Finchley answered, "You bet she could!"

"Real cooking? Anybody can flash a prepack—and that's what kids nowadays seem to think is cooking." (Boss, I'll spit in your soup!) "But what could she have done faced with flour and lard and baking powder and such?"

"Eunice would have done just fine," Shorty said quietly. "True, she mostly never had time for real cooking—but when she did—or whatever she done, anyways—she done just perfect."

(My fan! Boss—give him a raise.) (No.) (Stingy.) (No, Eunice. Shorty killed the vermin who killed you. I want to do something for him. But it can't be money; he would not accept it.)
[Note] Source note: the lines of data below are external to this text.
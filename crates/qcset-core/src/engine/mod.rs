//! The settings engine: job descriptions, solvation models, static lookup
//! tables, and the [`builder::SettingsBuilder`] that merges them with caller
//! overrides into a validated set of input sections.

pub mod builder;
pub mod config;
pub mod error;
mod overrides;
pub mod solvation;
pub mod tables;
"She was an artist," agreed Fred.

"You mean ‘artist' in the general sense. Her husband was, I recall, an artist in the usual sense. A painter. Is he a good one? I've never seen any of his work. Do any of you know?"

Finchley said, "I guess that's, a matter of opinion, Miss Smith. I like Joe Branca's paintings—but I don't know anything about art; I just know what I like. But—" He grinned. "Can I tell on you, Shorty?"

"Aw, Tom!"

"You were flattered, you know you were. Miss Smith, Joe Branca wanted to paint that big ape on your right."

(Bingo.') (Trouble, Eunice?) "And did he, Shorty?"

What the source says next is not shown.